CHIHUAHUA, CHIH. – La política agrícola de México fue calificada como un fracaso rotundo por el senador Mario Vázquez, quien denunció que el país ha perdido su soberanía alimentaria bajo el actual régimen. El legislador señaló que desde 2018 el presupuesto ha sufrido disminuciones paulatinas, agravadas por la eliminación del crédito a través de la Financiera Nacional.
Vázquez destacó que el incremento en combustibles y fertilizantes ha hecho que la actividad agrícola deje de ser rentable, provocando que los productores abandonen sus tierras. Asimismo, criticó la falta de certidumbre en los precios de comercialización, citando como ejemplo el desplome en el precio del frijol, que pasó de una expectativa de 27 pesos a ofertas de apenas 16 pesos por parte del gobierno.

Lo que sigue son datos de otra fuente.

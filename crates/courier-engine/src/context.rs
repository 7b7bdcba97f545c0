// SPDX-FileCopyrightText: 2026 Courier Contributors
// SPDX-License-Identifier: MIT OR Apache-2.0

//! State shared by the engine facade and its workers, and the single path
//! through which request state changes are persisted.

use std::sync::Arc;

use chrono::{DateTime, Utc};
use courier_bus::{DeliveryEvent, EventBus};
use courier_core::{AttemptRecord, Clock, CourierError, DeliveryRequest};
use courier_cost::BudgetGuard;
use courier_router::RoutingResolver;
use courier_storage::queries::requests;
use courier_storage::{
    BudgetSpend, Database, MetricsSample, NewAuditEntry, RequestState, Transition, TransitionGuard,
};
use tracing::{debug, info};

use crate::adapters::ProviderAdapters;
use crate::catalog::CatalogCache;
use crate::worker::WorkerSettings;

pub(crate) struct EngineContext {
    pub db: Database,
    pub clock: Arc<dyn Clock>,
    pub catalog: CatalogCache,
    pub budget: BudgetGuard,
    pub adapters: ProviderAdapters,
    pub bus: EventBus,
    pub resolver: RoutingResolver,
    pub settings: WorkerSettings,
}

/// Side records written together with a state change.
#[derive(Debug, Default)]
pub(crate) struct Step {
    /// Attempt to append, and whether it counts as a dispatch in the daily
    /// `sent` counter.
    pub attempt: Option<(AttemptRecord, bool)>,
    pub audit: Vec<NewAuditEntry>,
    /// Books the request's budget hold as spent. Without it the hold is
    /// dropped, unless the request is left awaiting a callback.
    pub spend: Option<BudgetSpend>,
    pub release_lease: bool,
}

impl EngineContext {
    /// Persist `request`'s current state with `step`, all or nothing.
    ///
    /// On success the attempt is appended to the in-memory log and terminal
    /// results are published on the bus.
    pub async fn apply(
        &self,
        request: &mut DeliveryRequest,
        guard: TransitionGuard,
        action: &str,
        step: Step,
        at: DateTime<Utc>,
    ) -> Result<(), CourierError> {
        let Step {
            attempt,
            audit,
            spend,
            release_lease,
        } = step;
        let metrics = attempt
            .as_ref()
            .map(|(record, sent)| MetricsSample::from_attempt(record, &request.zone_code, *sent));

        requests::commit_transition(
            &self.db,
            Transition {
                request_id: request.id.clone(),
                guard,
                action: action.to_string(),
                state: RequestState::of(request),
                release_lease,
                attempt: attempt.as_ref().map(|(record, _)| record.clone()),
                metrics,
                audit,
                spend,
                at,
            },
        )
        .await?;

        request.updated_at = at;
        if let Some((record, _)) = attempt {
            courier_prometheus::record_attempt(
                record.channel,
                &request.zone_code,
                record.outcome,
                record.latency_ms,
                record.cost,
            );
            request.attempts.append(record);
        }

        if let Some(event) = DeliveryEvent::terminal(request, at) {
            courier_prometheus::record_terminal(request.status, &request.zone_code);
            info!(
                request_id = request.id.as_str(),
                status = %request.status,
                attempts = request.attempts.len(),
                reason = request.failure_reason.as_deref().unwrap_or(""),
                "request reached terminal status"
            );
            self.bus.publish(event);
        } else {
            debug!(
                request_id = request.id.as_str(),
                action,
                next_attempt_at = %request.next_attempt_at,
                "request transition committed"
            );
        }
        Ok(())
    }
}
// SPDX-FileCopyrightText: 2026 Courier Contributors
// SPDX-License-Identifier: MIT OR Apache-2.0

//! Per-geography spend caps for metered channels.
//!
//! Spend lives in storage, not in the process: committed totals per day and
//! month, and one hold per request whose metered attempt has not resolved.
//! [`BudgetGuard::reserve`] checks the caps against committed + held spend
//! and writes the hold in the same transaction, so workers in different
//! processes cannot jointly overspend.
//!
//! A hold is settled by the request's next persisted transition: committed
//! as spend when it delivers, dropped otherwise, kept only while the request
//! awaits a provider callback.

use chrono::{DateTime, Utc};
use courier_core::{CourierError, GeographyKey, VoiceRule};
use courier_storage::models::{BudgetHold, HeldTotals, HoldDecision};
use courier_storage::{Database, queries::budget};
use tracing::{debug, warn};

/// Tolerance for float accumulation when comparing against a cap.
const EPSILON: f64 = 1e-9;

/// Outcome of a read-only budget check.
#[derive(Debug, Clone, PartialEq)]
pub struct BudgetCheck {
    pub allowed: bool,
    pub reason: Option<String>,
}

/// Would `proposed` fit under `rule`'s caps given `totals`?
pub fn check_caps(
    rule: &VoiceRule,
    key: &GeographyKey,
    totals: &HeldTotals,
    proposed: f64,
) -> Result<(), String> {
    let reserved = totals.reserved;
    for (period, committed, cap) in [
        ("daily", totals.committed_day, rule.budget_daily_usd),
        ("monthly", totals.committed_month, rule.budget_monthly_usd),
    ] {
        let Some(cap) = cap else { continue };
        let projected = committed + reserved + proposed;
        if projected > cap + EPSILON {
            return Err(format!(
                "{period} budget of ${cap:.2} for {key} would be exceeded \
                 (committed ${committed:.6}, reserved ${reserved:.6}, proposed ${proposed:.6})"
            ));
        }
        if projected >= cap * 0.8 {
            warn!(
                geography = %key,
                period,
                projected,
                cap,
                "approaching metered budget cap (80%+)"
            );
        }
    }
    Ok(())
}

/// Reserve-then-commit budget enforcement over the shared database.
#[derive(Clone)]
pub struct BudgetGuard {
    db: Database,
}

impl BudgetGuard {
    pub fn new(db: Database) -> Self {
        Self { db }
    }

    /// Would `proposed_cost` fit under the rule's caps right now?
    pub async fn check_budget(
        &self,
        rule: &VoiceRule,
        key: &GeographyKey,
        proposed_cost: f64,
        as_of: DateTime<Utc>,
    ) -> Result<BudgetCheck, CourierError> {
        let totals = budget::totals(&self.db, key, as_of).await?;
        Ok(match check_caps(rule, key, &totals, proposed_cost) {
            Ok(()) => BudgetCheck {
                allowed: true,
                reason: None,
            },
            Err(reason) => BudgetCheck {
                allowed: false,
                reason: Some(reason),
            },
        })
    }

    /// Atomically check and hold `proposed_cost` for `request_id`.
    ///
    /// Any earlier hold of the same request is replaced, not added to.
    pub async fn reserve(
        &self,
        rule: &VoiceRule,
        key: &GeographyKey,
        request_id: &str,
        proposed_cost: f64,
        as_of: DateTime<Utc>,
    ) -> Result<Reservation, CourierError> {
        let hold = BudgetHold {
            request_id: request_id.to_string(),
            geography: key.clone(),
            amount: proposed_cost,
            reserved_at: as_of,
        };
        let (rule_for_check, key_for_check) = (rule.clone(), key.clone());
        let decision = budget::reserve(&self.db, hold, move |totals| {
            check_caps(&rule_for_check, &key_for_check, totals, proposed_cost)
        })
        .await?;

        match decision {
            HoldDecision::Held(totals) => {
                debug!(
                    geography = %key,
                    request_id,
                    amount = proposed_cost,
                    committed_day = totals.committed_day,
                    reserved = totals.reserved,
                    "budget reserved"
                );
                Ok(Reservation {
                    request_id: request_id.to_string(),
                    geography: key.clone(),
                    amount: proposed_cost,
                })
            }
            HoldDecision::Rejected(message) => Err(CourierError::BudgetExceeded { message }),
        }
    }

    /// The hold recorded for `request_id`, if its attempt is unresolved.
    pub async fn held(&self, request_id: &str) -> Result<Option<Reservation>, CourierError> {
        Ok(budget::hold_for(&self.db, request_id).await?.map(|hold| Reservation {
            request_id: hold.request_id,
            geography: hold.geography,
            amount: hold.amount,
        }))
    }

    /// Committed spend for `key` in the day and month of `as_of`.
    pub async fn committed(&self, key: &GeographyKey, as_of: DateTime<Utc>) -> Result<(f64, f64), CourierError> {
        let totals = budget::totals(&self.db, key, as_of).await?;
        Ok((totals.committed_day, totals.committed_month))
    }

    /// Sum of outstanding holds for `key`.
    pub async fn reserved(&self, key: &GeographyKey, as_of: DateTime<Utc>) -> Result<f64, CourierError> {
        Ok(budget::totals(&self.db, key, as_of).await?.reserved)
    }
}

/// Budget held for one request's metered attempt.
#[derive(Debug, Clone, PartialEq)]
pub struct Reservation {
    request_id: String,
    geography: GeographyKey,
    amount: f64,
}

impl Reservation {
    pub fn request_id(&self) -> &str {
        &self.request_id
    }

    pub fn geography(&self) -> &GeographyKey {
        &self.geography
    }

    pub fn amount(&self) -> f64 {
        self.amount
    }
}

#[cfg(test)]
mod tests {
    use super::*;
    use chrono::TimeZone;
    use courier_core::{Channel, NewDeliveryRequest};
    use courier_storage::queries::requests;

    fn rule(daily: Option<f64>, monthly: Option<f64>) -> VoiceRule {
        VoiceRule {
            geography: GeographyKey::Country("SN".into()),
            budget_daily_usd: daily,
            budget_monthly_usd: monthly,
            ..VoiceRule::default()
        }
    }

    fn key() -> GeographyKey {
        GeographyKey::Country("SN".into())
    }

    fn now() -> DateTime<Utc> {
        Utc.with_ymd_and_hms(2026, 3, 10, 12, 0, 0).unwrap()
    }

    fn totals(day: f64, month: f64, reserved: f64) -> HeldTotals {
        HeldTotals {
            committed_day: day,
            committed_month: month,
            reserved,
        }
    }

    async fn guard_with_requests(ids: &[&str]) -> (tempfile::TempDir, BudgetGuard) {
        let dir = tempfile::tempdir().unwrap();
        let db = Database::open(dir.path().join("b.db").to_str().unwrap())
            .await
            .unwrap();
        for id in ids {
            let request = NewDeliveryRequest {
                subject_ref: "user-1".into(),
                event_type: "otp".into(),
                channel: Some(Channel::Voice),
                country: "SN".into(),
                zone_code: "WA".into(),
                language: "fr".into(),
                currency: "XOF".into(),
                payload: serde_json::json!({}),
                ..NewDeliveryRequest::default()
            }
            .into_request((*id).to_string(), now())
            .unwrap();
            requests::insert_request(&db, &request, "test").await.unwrap();
        }
        (dir, BudgetGuard::new(db))
    }

    #[test]
    fn exact_cap_is_allowed() {
        assert!(check_caps(&rule(Some(1.0), None), &key(), &totals(0.4, 0.4, 0.0), 0.6).is_ok());
    }

    #[test]
    fn holds_count_against_the_cap() {
        let err = check_caps(&rule(Some(1.0), None), &key(), &totals(0.0, 0.0, 0.7), 0.5).unwrap_err();
        assert!(err.contains("daily"));
        assert!(err.contains("reserved $0.700000"));
    }

    #[test]
    fn monthly_cap_applies_across_days() {
        let err = check_caps(&rule(Some(5.0), Some(6.0)), &key(), &totals(0.0, 4.0, 0.0), 3.0).unwrap_err();
        assert!(err.contains("monthly"));
    }

    #[test]
    fn uncapped_rules_always_pass() {
        assert!(check_caps(&rule(None, None), &key(), &totals(1e6, 1e6, 1e6), 1e6).is_ok());
    }

    #[tokio::test]
    async fn reservation_blocks_until_the_hold_is_replaced() {
        let (_dir, guard) = guard_with_requests(&["a", "b"]).await;
        let r = rule(Some(1.0), None);

        let held = guard.reserve(&r, &key(), "a", 0.7, now()).await.unwrap();
        assert_eq!(held.amount(), 0.7);
        assert!(!guard.check_budget(&r, &key(), 0.5, now()).await.unwrap().allowed);
        assert!(matches!(
            guard.reserve(&r, &key(), "b", 0.5, now()).await,
            Err(CourierError::BudgetExceeded { .. })
        ));

        // Re-reserving for the same request replaces its hold.
        guard.reserve(&r, &key(), "a", 0.3, now()).await.unwrap();
        assert!((guard.reserved(&key(), now()).await.unwrap() - 0.3).abs() < 1e-9);
        guard.reserve(&r, &key(), "b", 0.5, now()).await.unwrap();
        assert_eq!(guard.held("b").await.unwrap().map(|h| h.amount()), Some(0.5));
        assert!(guard.held("c").await.unwrap().is_none());
    }

    #[tokio::test]
    async fn keys_are_independent() {
        let (_dir, guard) = guard_with_requests(&["a", "b"]).await;
        let capped = rule(Some(1.0), None);
        guard.reserve(&capped, &key(), "a", 1.0, now()).await.unwrap();
        let dakar = GeographyKey::City {
            country: "SN".into(),
            city: "Dakar".into(),
        };
        assert!(guard.check_budget(&capped, &dakar, 1.0, now()).await.unwrap().allowed);
        assert_eq!(guard.committed(&key(), now()).await.unwrap(), (0.0, 0.0));
    }
}
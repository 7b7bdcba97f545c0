// SPDX-FileCopyrightText: 2026 Courier Contributors
// SPDX-License-Identifier: MIT OR Apache-2.0

//! Asynchronous providers: accepted attempts, signed callbacks and
//! callback-window expiry.

use std::sync::Arc;

use chrono::{DateTime, Duration, Utc};
use courier_core::{
    AttemptOutcome, Channel, Clock, CourierError, DeliveryStatus, GeographyKey, VoiceRule,
};
use courier_engine::{CallbackOutcome, CallbackPayload, sign};
use courier_test_utils::{
    CALLBACK_SECRET, Scripted, ScriptedProvider, TestHarness, new_request, provider, zone_policy,
};

fn accept(vendor_id: &str) -> Scripted {
    Scripted::Accept {
        provider_request_id: vendor_id.to_string(),
    }
}

fn signed_body(
    vendor_id: &str,
    outcome: CallbackOutcome,
    cost: Option<f64>,
    timestamp: DateTime<Utc>,
) -> (Vec<u8>, String) {
    let body = serde_json::to_vec(&CallbackPayload {
        provider_request_id: vendor_id.to_string(),
        outcome,
        cost,
        timestamp,
        detail: Some("handset ack".into()),
    })
    .unwrap();
    let signature = sign(CALLBACK_SECRET.as_bytes(), &body).unwrap();
    (body, signature)
}

async fn async_sms_harness(script: Vec<Scripted>) -> (TestHarness, Arc<ScriptedProvider>) {
    let sms = Arc::new(ScriptedProvider::with_script("sms-async", script));
    let harness = TestHarness::builder()
        .configure(|config| config.worker.default_callback_wait_seconds = 120)
        .with_zone(zone_policy("WA", 5))
        .with_provider(provider("sms-async", Channel::Sms, Some("WA"), 1, 0.5), sms.clone())
        .build()
        .await
        .unwrap();
    (harness, sms)
}

#[tokio::test]
async fn accepted_attempt_waits_for_callback() {
    let (harness, _) = async_sms_harness(vec![accept("v-1")]).await;
    let id = harness.enqueue(new_request("SN", "WA", Channel::Sms)).await.unwrap();
    harness.run_worker_once("w1").await.unwrap();

    let status = harness.status(&id).await.unwrap();
    assert_eq!(status.status, DeliveryStatus::Pending);
    assert_eq!(status.attempts.len(), 1);
    assert_eq!(status.attempts[0].outcome, AttemptOutcome::Accepted);
    assert_eq!(status.attempts[0].provider_request_id.as_deref(), Some("v-1"));
    assert_eq!(status.next_attempt_at, harness.clock.now() + Duration::seconds(120));

    // Not claimable while the window is open.
    harness.clock.advance(Duration::seconds(60));
    assert_eq!(harness.run_worker_once("w1").await.unwrap(), 0);

    let (body, signature) = signed_body("v-1", CallbackOutcome::Delivered, Some(0.42), harness.clock.now());
    let view = harness
        .engine
        .provider_inbound_callback(&body, &signature)
        .await
        .unwrap();
    assert_eq!(view.status, DeliveryStatus::Delivered);
    assert_eq!(view.attempts.len(), 2);
    assert_eq!(view.attempts[1].outcome, AttemptOutcome::Delivered);
    assert_eq!(view.attempts[1].cost, 0.42);
    assert_eq!(view.attempts[1].latency_ms, 60_000);

    let actions: Vec<String> = harness
        .engine
        .audit_trail(&id)
        .await
        .unwrap()
        .into_iter()
        .map(|e| e.action)
        .collect();
    assert!(actions.contains(&"accepted".to_string()));
    assert!(actions.contains(&"callback_delivered".to_string()));

    // A replay finds nothing left to await.
    assert!(matches!(
        harness.engine.provider_inbound_callback(&body, &signature).await,
        Err(CourierError::NotFound { .. })
    ));
}

#[tokio::test]
async fn forged_or_stale_callbacks_are_rejected() {
    let (harness, _) = async_sms_harness(vec![accept("v-1")]).await;
    let id = harness.enqueue(new_request("SN", "WA", Channel::Sms)).await.unwrap();
    harness.run_worker_once("w1").await.unwrap();

    let (body, _) = signed_body("v-1", CallbackOutcome::Delivered, None, harness.clock.now());
    let forged = sign(b"some-other-secret-value-000000", &body).unwrap();
    assert!(matches!(
        harness.engine.provider_inbound_callback(&body, &forged).await,
        Err(CourierError::Signature(_))
    ));
    assert!(matches!(
        harness.engine.provider_inbound_callback(&body, "not-hex").await,
        Err(CourierError::Signature(_))
    ));

    let (stale, signature) = signed_body(
        "v-1",
        CallbackOutcome::Delivered,
        None,
        harness.clock.now() - Duration::hours(1),
    );
    assert!(matches!(
        harness.engine.provider_inbound_callback(&stale, &signature).await,
        Err(CourierError::Signature(_))
    ));

    let status = harness.status(&id).await.unwrap();
    assert_eq!(status.status, DeliveryStatus::Pending);
    assert_eq!(status.attempts.len(), 1);
}

#[tokio::test]
async fn callbacks_without_a_secret_are_refused() {
    let harness = TestHarness::builder()
        .configure(|config| config.callback.secret = None)
        .with_zone(zone_policy("WA", 5))
        .build()
        .await
        .unwrap();
    let (body, signature) = signed_body("v-1", CallbackOutcome::Delivered, None, harness.clock.now());
    assert!(matches!(
        harness.engine.provider_inbound_callback(&body, &signature).await,
        Err(CourierError::Signature(_))
    ));
}

#[tokio::test]
async fn transient_callback_failure_reschedules_immediately() {
    let (harness, sms) = async_sms_harness(vec![accept("v-1")]).await;
    let id = harness.enqueue(new_request("SN", "WA", Channel::Sms)).await.unwrap();
    harness.run_worker_once("w1").await.unwrap();

    harness.clock.advance(Duration::seconds(10));
    let (body, signature) = signed_body("v-1", CallbackOutcome::TransientFailure, None, harness.clock.now());
    let view = harness
        .engine
        .provider_inbound_callback(&body, &signature)
        .await
        .unwrap();
    assert_eq!(view.status, DeliveryStatus::Pending);
    assert_eq!(view.next_attempt_at, harness.clock.now());
    assert_eq!(view.attempts[1].outcome, AttemptOutcome::TransientFailure);

    // The script is spent, so the next pass delivers synchronously.
    harness.run_worker_once("w1").await.unwrap();
    let status = harness.status(&id).await.unwrap();
    assert_eq!(status.status, DeliveryStatus::Delivered);
    assert_eq!(status.attempts.len(), 3);
    assert_eq!(sms.calls(), 2);
}

#[tokio::test]
async fn permanent_callback_failure_is_terminal() {
    let (harness, _) = async_sms_harness(vec![accept("v-1")]).await;
    let id = harness.enqueue(new_request("SN", "WA", Channel::Sms)).await.unwrap();
    harness.run_worker_once("w1").await.unwrap();

    let (body, signature) = signed_body("v-1", CallbackOutcome::PermanentFailure, None, harness.clock.now());
    harness
        .engine
        .provider_inbound_callback(&body, &signature)
        .await
        .unwrap();

    let status = harness.status(&id).await.unwrap();
    assert_eq!(status.status, DeliveryStatus::Failed);
    assert_eq!(status.failure_reason.as_deref(), Some("permanent_failure"));
}

#[tokio::test]
async fn elapsed_window_times_out_and_resumes_with_next_provider() {
    let slow = Arc::new(ScriptedProvider::with_script("sms-async", vec![accept("v-2")]));
    let sync = Arc::new(ScriptedProvider::new("sms-sync"));
    let harness = TestHarness::builder()
        .configure(|config| config.worker.default_callback_wait_seconds = 120)
        .with_zone(zone_policy("WA", 5))
        .with_provider(provider("sms-async", Channel::Sms, Some("WA"), 1, 0.5), slow.clone())
        .with_provider(provider("sms-sync", Channel::Sms, Some("WA"), 2, 0.5), sync.clone())
        .build()
        .await
        .unwrap();

    let id = harness.enqueue(new_request("SN", "WA", Channel::Sms)).await.unwrap();
    harness.run_worker_once("w1").await.unwrap();
    assert_eq!(sync.calls(), 0);

    harness.clock.advance(Duration::seconds(121));
    assert_eq!(harness.run_worker_once("w1").await.unwrap(), 1);

    let status = harness.status(&id).await.unwrap();
    assert_eq!(status.status, DeliveryStatus::Delivered);
    let chain: Vec<(&str, AttemptOutcome)> = status
        .attempts
        .iter()
        .map(|a| (a.provider_id.as_str(), a.outcome))
        .collect();
    assert_eq!(
        chain,
        vec![
            ("sms-async", AttemptOutcome::Accepted),
            ("sms-async", AttemptOutcome::Timeout),
            ("sms-sync", AttemptOutcome::Delivered),
        ]
    );
    assert_eq!((slow.calls(), sync.calls()), (1, 1));

    // The vendor answers too late.
    let (body, signature) = signed_body("v-2", CallbackOutcome::Delivered, None, harness.clock.now());
    assert!(matches!(
        harness.engine.provider_inbound_callback(&body, &signature).await,
        Err(CourierError::NotFound { .. })
    ));
}

#[tokio::test]
async fn voice_reservation_is_held_until_callback() {
    let voice = Arc::new(ScriptedProvider::with_script("voice-async", vec![accept("call-7")]));
    let harness = TestHarness::builder()
        .with_zone(zone_policy("WA", 5))
        .with_provider(provider("voice-async", Channel::Voice, Some("WA"), 1, 1.5), voice)
        .with_voice_rule(VoiceRule {
            geography: GeographyKey::Country("SN".into()),
            fallback_delay_seconds: 30,
            budget_daily_usd: Some(10.0),
            ..VoiceRule::default()
        })
        .build()
        .await
        .unwrap();
    let key = GeographyKey::Country("SN".into());

    let id = harness.enqueue(new_request("SN", "WA", Channel::Voice)).await.unwrap();
    harness.run_worker_once("w1").await.unwrap();

    let status = harness.status(&id).await.unwrap();
    assert_eq!(status.next_attempt_at, harness.clock.now() + Duration::seconds(30));
    let held = harness.engine.budget().held(&id).await.unwrap().unwrap();
    assert_eq!((held.geography(), held.amount()), (&key, 1.5));
    assert_eq!(harness.engine.budget().reserved(&key, harness.clock.now()).await.unwrap(), 1.5);

    let (body, signature) = signed_body("call-7", CallbackOutcome::Delivered, None, harness.clock.now());
    let view = harness
        .engine
        .provider_inbound_callback(&body, &signature)
        .await
        .unwrap();
    assert_eq!(view.status, DeliveryStatus::Delivered);
    assert_eq!(view.attempts[1].cost, 1.5);

    let budget = harness.engine.budget();
    let now = harness.clock.now();
    assert!(budget.held(&id).await.unwrap().is_none());
    assert_eq!(budget.reserved(&key, now).await.unwrap(), 0.0);
    assert_eq!(budget.committed(&key, now).await.unwrap(), (1.5, 1.5));
}

#[tokio::test]
async fn voice_window_expiry_releases_reservation() {
    let voice = Arc::new(ScriptedProvider::with_script("voice-async", vec![accept("call-8")]));
    let harness = TestHarness::builder()
        .with_zone(zone_policy("WA", 1))
        .with_provider(provider("voice-async", Channel::Voice, Some("WA"), 1, 1.5), voice)
        .with_voice_rule(VoiceRule {
            geography: GeographyKey::Country("SN".into()),
            fallback_delay_seconds: 30,
            budget_daily_usd: Some(10.0),
            ..VoiceRule::default()
        })
        .build()
        .await
        .unwrap();
    let key = GeographyKey::Country("SN".into());

    let id = harness.enqueue(new_request("SN", "WA", Channel::Voice)).await.unwrap();
    harness.run_worker_once("w1").await.unwrap();
    assert_eq!(harness.engine.budget().reserved(&key, harness.clock.now()).await.unwrap(), 1.5);

    harness.clock.advance(Duration::seconds(31));
    harness.run_worker_once("w1").await.unwrap();

    // One retry allowed and the timeout consumed it.
    let status = harness.status(&id).await.unwrap();
    assert_eq!(status.status, DeliveryStatus::Failed);
    assert_eq!(status.failure_reason.as_deref(), Some("max_retries_exhausted"));
    assert_eq!(status.attempts.last().map(|a| a.outcome), Some(AttemptOutcome::Timeout));
    let budget = harness.engine.budget();
    let now = harness.clock.now();
    assert!(budget.held(&id).await.unwrap().is_none());
    assert_eq!(budget.reserved(&key, now).await.unwrap(), 0.0);
    assert_eq!(budget.committed(&key, now).await.unwrap(), (0.0, 0.0));
}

Estado es el único que responde al campo frente a la omisión federal
Ante la crisis que enfrentan los productores por la sequía, el senador Mario Vázquez subrayó que el Gobierno del Estado de Chihuahua es la única instancia que actualmente brinda apoyos reales con semillas de sorgo y frijol.
Al ser cuestionado sobre la propuesta de eliminar el pago de casetas para campesinos, el senador pidió cautela, señalando que se debe analizar el impacto en las finanzas estatales. «No va a ser contraproducente bajarle los recursos al Estado cuando es el único que está apoyando frente a la omisión del Gobierno Federal», advirtió, sugiriendo que descapitalizar a la administración local podría frenar los apoyos directos que hoy reciben los trabajadores del campo.
Urge Senador a rediseñar la política agrícola tras salida de Víctor Villalobos
Tras la salida del secretario de Agricultura, el senador Mario Vázquez manifestó que el problema del campo en México no es solo de personas, sino estructural. Calificó la gestión saliente como una etapa de «cerrazón» y falta de diálogo con los productores, y expresó su esperanza de que la nueva titular llegue con apertura para reconocer la problemática real del sector.
Vázquez advirtió que la seguridad nacional está en riesgo al depender excesivamente de las importaciones de alimentos, especialmente de Estados Unidos. «Imagínense un enojo de Trump donde decidan no mandarnos maíz; nos quedaríamos sin la mitad del consumo nacional», alertó, insistiendo en que el Estado mexicano debe garantizar la producción interna para proteger la soberanía del país.